Apart from everything that I mentioned, one can't forget that this is a political conspiracy film. The film was made at a time when USA was ready to move on after enduring the traumatic incidents that marked the 70s like Vietnam and Watergate by electing Ronald Reagan. De Palma at a political climate like this coming out with a film of this sort, must have tried to claim that this is nothing but a false sunrise and in the end, the film and the political deviousness that is depicted in 'Blow Out' turned out to be prescient. I think 'Blow Out' is also a bit of a love letter to all the grind-house sleazy exploitation films of the 1970s. The film opens with a scene which makes fun of these kind of films including De Palma's own films which did at times go overboard with the sleaziness. But over the course of the film and especially with the beautiful ending De Palma conveys that no matter how technically inept and thematically vapid these exploitation films may be, they still will always carry the filmmakers' blood, sweat and tears. There will still be something personal in these films too.

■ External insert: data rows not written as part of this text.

//! Bounded frontier of URLs waiting for a fetch attempt
//!
//! Producers never wait: `try_enqueue` drops the URL when the frontier is at
//! capacity. Consumers wait for an item up to a timeout. Items live in a
//! `VecDeque` behind a mutex and a semaphore counts how many are available, so
//! a waiting consumer is woken exactly when something is pushed.

use std::collections::VecDeque;
use std::sync::{Mutex, MutexGuard, PoisonError};
use std::time::Duration;
use tokio::sync::Semaphore;

/// Bounded FIFO queue of discovered-but-unprocessed URLs
#[derive(Debug)]
pub struct Frontier {
    queue: Mutex<VecDeque<String>>,
    available: Semaphore,
    capacity: usize,
}

impl Frontier {
    /// Creates an empty frontier holding at most `capacity` URLs
    pub fn new(capacity: usize) -> Self {
        Self {
            queue: Mutex::new(VecDeque::with_capacity(capacity)),
            available: Semaphore::new(0),
            capacity,
        }
    }

    /// Offers a URL without blocking
    ///
    /// Returns `false`, dropping the URL, when the frontier is full.
    pub fn try_enqueue(&self, url: impl Into<String>) -> bool {
        {
            let mut queue = self.lock();
            if queue.len() >= self.capacity {
                return false;
            }
            queue.push_back(url.into());
        }
        self.available.add_permits(1);
        true
    }

    /// Waits up to `timeout` for the next URL
    ///
    /// Returns `None` when nothing arrived in time, which tells the caller to
    /// stop consuming.
    pub async fn dequeue(&self, timeout: Duration) -> Option<String> {
        let permit = tokio::time::timeout(timeout, self.available.acquire())
            .await
            .ok()?
            .ok()?;
        // One permit per queued item; the item is ours now
        permit.forget();
        self.lock().pop_front()
    }

    /// Number of URLs currently waiting
    pub fn len(&self) -> usize {
        self.lock().len()
    }

    pub fn is_empty(&self) -> bool {
        self.lock().is_empty()
    }

    pub fn capacity(&self) -> usize {
        self.capacity
    }

    fn lock(&self) -> MutexGuard<'_, VecDeque<String>> {
        self.queue.lock().unwrap_or_else(PoisonError::into_inner)
    }
}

The screenplay for the most part works. But there are a few sloppy elements here and there like exposition through television news reels and I also thought the climactic set-piece of the film gets a little too overblown. However the mild shortcomings of the screenplay get completely outweighed by De Palma's technical mastery. We get split screens, split diopter shots, tracking shots,etc. like all other De Palma films. There is a particular scene where De Palma uses the 360 degree shot and the camera revolves in a circular motion over and over again and it brilliantly expresses the paranoia of Jack in the scene.
This might be Travolta's best role of his career. He is brilliant with the nuance as well as the gradual sense of paranoia that engulfs him. He fully realises the character and endures the psychological journey that the character of Jack goes through in a convincing way. Nancy Allen is very sweet and likable as Sally, although it can be said that at times, the character becomes a bit too dumb. John Lithgow is also brilliant as the psychotic Burke.
I will end this review by saying that although I made a very thematic analysis of the film, simultaneously I also have to drive home the fact that 'Blow Out' is not just a thematically poignant, but also a very entertaining and funny film. It has something for everyone. Highly recommended.